The men listed before the legendary surfers are the guys who fathered modern day surfing. These guys liked big waves and they lived at Makaha, Oahu for awhile exploring the island. In the 1930's Whitey Harrison and Tarzan Smith sent a message to the guys at Makaha to get to the North Shore as soon as possible.

The waves at the North Shore were awesome. At the time Makaha was the main big wave surf spot, but that later changed and the North Shore of Oahu became and still is the big wave surfing capital. Here is an old quote by Tom Blake in the 1930's,"The art of the coming back and the future will see contests and surf-riding that will rival any that took place for the old Hawaiian kings." (Gault)

Mr.

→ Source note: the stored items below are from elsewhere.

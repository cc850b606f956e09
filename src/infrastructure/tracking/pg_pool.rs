use std::time::Duration;

use sqlx::postgres::PgPoolOptions;
use sqlx::PgPool;
use tracing::{info, instrument, warn};

use crate::application::ports::TrackerError;

#[instrument(skip(url))]
pub async fn create_pool(url: &str, max_connections: u32) -> Result<PgPool, TrackerError> {
    let mut retries = 5;
    let mut delay = Duration::from_millis(500);

    loop {
        match PgPoolOptions::new()
            .max_connections(max_connections)
            .connect(url)
            .await
        {
            Ok(pool) => {
                info!("PostgreSQL connection pool established");
                return Ok(pool);
            }
            Err(e) if retries > 0 => {
                retries -= 1;
                warn!(
                    error = %e,
                    retries_left = retries,
                    delay_ms = delay.as_millis(),
                    "PostgreSQL connection failed, retrying"
                );
                tokio::time::sleep(delay).await;
                delay *= 2;
            }
            Err(e) => {
                return Err(TrackerError::Persistence(format!("connect: {e}")));
            }
        }
    }
}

Blake was right, but although surfing was gaining popularity rapidly on Hawaii, it was in California where surfing did all its major growth as an industry and life style, with a lot of Hawaiian influences mixed in.

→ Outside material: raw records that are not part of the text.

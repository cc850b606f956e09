use std::collections::HashMap;
use std::sync::RwLock;

use async_trait::async_trait;

use crate::application::ports::{PartTracker, TrackerError};
use crate::domain::{
    CompletedPart, DocumentId, MarkOutcome, TrackingId, TrackingProgress, TrackingSession,
};

/// Single-process tracker backend. All state lives behind one process-local
/// lock and is lost on restart — on crash recovery the coordinator must
/// re-split and start a fresh session. Never deploy this where more than
/// one coordinator or merger instance runs; use the Postgres backend there.
#[derive(Default)]
pub struct InMemoryPartTracker {
    sessions: RwLock<HashMap<TrackingId, TrackingSession>>,
}

impl InMemoryPartTracker {
    pub fn new() -> Self {
        Self::default()
    }

    fn read_session<T>(
        &self,
        tracking_id: TrackingId,
        f: impl FnOnce(&TrackingSession) -> T,
    ) -> Result<T, TrackerError> {
        let sessions = self.sessions.read().expect("tracker lock poisoned");
        sessions
            .get(&tracking_id)
            .map(f)
            .ok_or(TrackerError::NotFound(tracking_id))
    }
}

#[async_trait]
impl PartTracker for InMemoryPartTracker {
    #[tracing::instrument(skip(self), fields(document_id = %document_id))]
    async fn initialize_tracking(
        &self,
        document_id: DocumentId,
        total_parts: u32,
    ) -> Result<TrackingId, TrackerError> {
        if total_parts == 0 {
            return Err(TrackerError::InvalidArgument(
                "total_parts must be positive".to_string(),
            ));
        }

        let session = TrackingSession::new(document_id, total_parts);
        let tracking_id = session.tracking_id;

        let mut sessions = self.sessions.write().expect("tracker lock poisoned");
        sessions.insert(tracking_id, session);

        tracing::debug!(%tracking_id, total_parts, "Tracking session created");
        Ok(tracking_id)
    }

    #[tracing::instrument(skip(self, data), fields(tracking_id = %tracking_id))]
    async fn mark_part_completed(
        &self,
        tracking_id: TrackingId,
        part_number: u32,
        data: Option<String>,
    ) -> Result<MarkOutcome, TrackerError> {
        let mut sessions = self.sessions.write().expect("tracker lock poisoned");
        let session = sessions
            .get_mut(&tracking_id)
            .ok_or(TrackerError::NotFound(tracking_id))?;
        if session.is_abandoned() {
            // Sealed session; a late result must not resurrect it.
            return Err(TrackerError::NotFound(tracking_id));
        }

        let outcome = session.record_part(part_number, data)?;
        Ok(outcome)
    }

    #[tracing::instrument(skip(self), fields(tracking_id = %tracking_id))]
    async fn abandon_tracking(&self, tracking_id: TrackingId) -> Result<bool, TrackerError> {
        let mut sessions = self.sessions.write().expect("tracker lock poisoned");
        let session = sessions
            .get_mut(&tracking_id)
            .ok_or(TrackerError::NotFound(tracking_id))?;
        Ok(session.abandon())
    }

    async fn is_tracking_complete(&self, tracking_id: TrackingId) -> Result<bool, TrackerError> {
        self.read_session(tracking_id, |s| s.is_complete())
    }

    async fn get_tracking_progress(
        &self,
        tracking_id: TrackingId,
    ) -> Result<TrackingProgress, TrackerError> {
        self.read_session(tracking_id, |s| s.progress())
    }

    async fn get_completed_parts(
        &self,
        tracking_id: TrackingId,
    ) -> Result<Vec<CompletedPart>, TrackerError> {
        self.read_session(tracking_id, |s| s.completed_parts_ordered())
    }

    #[tracing::instrument(skip(self), fields(tracking_id = %tracking_id))]
    async fn cleanup_tracking(&self, tracking_id: TrackingId) -> Result<bool, TrackerError> {
        let mut sessions = self.sessions.write().expect("tracker lock poisoned");
        Ok(sessions.remove(&tracking_id).is_some())
    }
}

George Freeth was a California surfer who had spent a lot of time in Hawaii in the early 1900's before returning to the mainland. He did several demonstrations of surfing in 1907 at Redondo Beach, California and it kind of spread from there. At that time there weren't many surfers. Buzzy Trent and Woody Brown weren't even anybody yet and the California surf population was something like 3.

These were just the beginnings of California surf. The real surf boom in California happened n the 1960's. The boom was due to several things, a few of which were the book, "Gidget", by Fredrick Kohner was written in 1957 and highly popularized the sport, The Beach Boys, a surf rock band from the 50's was huge and putting out the songs on the top of the charts, and also by the people who were attracted by the "hang loose" attitude of the surfer life style.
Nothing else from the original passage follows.